Collected data entries
Content starts
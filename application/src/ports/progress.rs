//! Progress notification port
//!
//! Defines the interface for reporting a lookup while it is in flight.

use neuralcore_domain::{ToolDescriptor, ToolId};

/// Callback for progress updates during a lookup
///
/// Implementations live in the presentation layer (spinner, plain log, ...).
pub trait LookupProgressNotifier: Send + Sync {
    /// Called once the submission passed validation, before the fetch.
    fn on_lookup_start(&self, descriptor: &ToolDescriptor);

    /// Called when the fetch and adaptation finished.
    fn on_lookup_complete(&self, tool: ToolId, success: bool);
}

/// No-op progress notifier for when progress reporting is not needed
pub struct NoProgress;

impl LookupProgressNotifier for NoProgress {
    fn on_lookup_start(&self, _descriptor: &ToolDescriptor) {}
    fn on_lookup_complete(&self, _tool: ToolId, _success: bool) {}
}
//! Slash-command parsing for the hub REPL

use neuralcore_domain::{ToolId, VisualMode};
use std::path::PathBuf;
use thiserror::Error;

/// File name used by `/save` when no path is given.
pub const DEFAULT_SAVE_PATH: &str = "ai-vision-output.png";

/// One parsed REPL line
#[derive(Debug, Clone, PartialEq, Eq)]
pub enum HubCommand {
    /// List the tools
    Catalog,
    /// Activate a tool
    Use(ToolId),
    /// Leave the active tool
    Back,
    /// Switch the visual sub-mode
    Mode(VisualMode),
    /// Re-render the active tool's result or idle card
    Show,
    /// Write the processed image; `None` uses the configured default path
    Save(Option<PathBuf>),
    Help,
    Quit,
    /// Input for the active tool
    Submit(String),
}

#[derive(Debug, Error, PartialEq, Eq)]
pub enum CommandError {
    #[error("Unknown command: /{0}. Type /help for available commands.")]
    Unknown(String),

    #[error("Usage: {0}")]
    MissingArgument(&'static str),

    #[error("{0}")]
    InvalidArgument(String),
}

impl HubCommand {
    /// Parse one line. Blank lines yield `None`.
    ///
    /// A leading `/` followed by a word is a command; anything else (including
    /// absolute paths such as `/tmp/scan.png`) is tool input.
    pub fn parse(line: &str) -> Result<Option<Self>, CommandError> {
        let line = line.trim();
        if line.is_empty() {
            return Ok(None);
        }

        let Some(rest) = line.strip_prefix('/') else {
            return Ok(Some(HubCommand::Submit(line.to_string())));
        };

        let (name, arg) = match rest.split_once(char::is_whitespace) {
            Some((name, arg)) => (name, arg.trim()),
            None => (rest, ""),
        };

        if !name.chars().all(|c| c.is_ascii_alphabetic()) || name.is_empty() {
            return Ok(Some(HubCommand::Submit(line.to_string())));
        }

        let command = match name.to_ascii_lowercase().as_str() {
            "tools" | "catalog" | "ls" => HubCommand::Catalog,
            "use" | "tool" => {
                if arg.is_empty() {
                    return Err(CommandError::MissingArgument("/use <gst|ifsc|instagram|news|visual>"));
                }
                HubCommand::Use(arg.parse().map_err(CommandError::InvalidArgument)?)
            }
            "back" | "home" => HubCommand::Back,
            "mode" => {
                if arg.is_empty() {
                    return Err(CommandError::MissingArgument("/mode <ocr|bg-remove>"));
                }
                HubCommand::Mode(arg.parse().map_err(CommandError::InvalidArgument)?)
            }
            "show" => HubCommand::Show,
            "save" => HubCommand::Save((!arg.is_empty()).then(|| PathBuf::from(arg))),
            "help" | "h" => HubCommand::Help,
            "quit" | "exit" | "q" => HubCommand::Quit,
            other => return Err(CommandError::Unknown(other.to_string())),
        };
        Ok(Some(command))
    }
}

#[cfg(test)]
mod tests {
    use super::*;

    fn parse(line: &str) -> HubCommand {
        HubCommand::parse(line).unwrap().unwrap()
    }

    #[test]
    fn test_blank_lines_are_ignored() {
        assert_eq!(HubCommand::parse("   ").unwrap(), None);
    }

    #[test]
    fn test_plain_text_is_input() {
        assert_eq!(parse(" AI News "), HubCommand::Submit("AI News".into()));
        assert_eq!(parse("@natgeo"), HubCommand::Submit("@natgeo".into()));
    }

    #[test]
    fn test_absolute_path_is_input() {
        assert_eq!(
            parse("/tmp/scan.png"),
            HubCommand::Submit("/tmp/scan.png".into())
        );
    }

    #[test]
    fn test_use_accepts_aliases() {
        assert_eq!(parse("/use ifsc"), HubCommand::Use(ToolId::Ifsc));
        assert_eq!(parse("/use Trends"), HubCommand::Use(ToolId::News));
        assert_eq!(parse("/USE vision"), HubCommand::Use(ToolId::Visual));
    }

    #[test]
    fn test_use_errors() {
        assert!(matches!(
            HubCommand::parse("/use"),
            Err(CommandError::MissingArgument(_))
        ));
        assert!(matches!(
            HubCommand::parse("/use pan"),
            Err(CommandError::InvalidArgument(_))
        ));
    }

    #[test]
    fn test_mode() {
        assert_eq!(
            parse("/mode bg-remove"),
            HubCommand::Mode(VisualMode::BackgroundRemoval)
        );
        assert_eq!(parse("/mode ocr"), HubCommand::Mode(VisualMode::Ocr));
        assert!(HubCommand::parse("/mode sharpen").is_err());
    }

    #[test]
    fn test_save_default_and_explicit() {
        assert_eq!(parse("/save"), HubCommand::Save(None));
        assert_eq!(
            parse("/save out/cutout.png"),
            HubCommand::Save(Some(PathBuf::from("out/cutout.png")))
        );
    }

    #[test]
    fn test_simple_commands() {
        assert_eq!(parse("/tools"), HubCommand::Catalog);
        assert_eq!(parse("/catalog"), HubCommand::Catalog);
        assert_eq!(parse("/back"), HubCommand::Back);
        assert_eq!(parse("/show"), HubCommand::Show);
        assert_eq!(parse("/help"), HubCommand::Help);
        assert_eq!(parse("/exit"), HubCommand::Quit);
    }

    #[test]
    fn test_unknown_command() {
        assert_eq!(
            HubCommand::parse("/frobnicate"),
            Err(CommandError::Unknown("frobnicate".into()))
        );
    }
}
Content ends
**Brief**. All that is needed is the number of lines above in which the string "Called" appears.

**Reply**. 2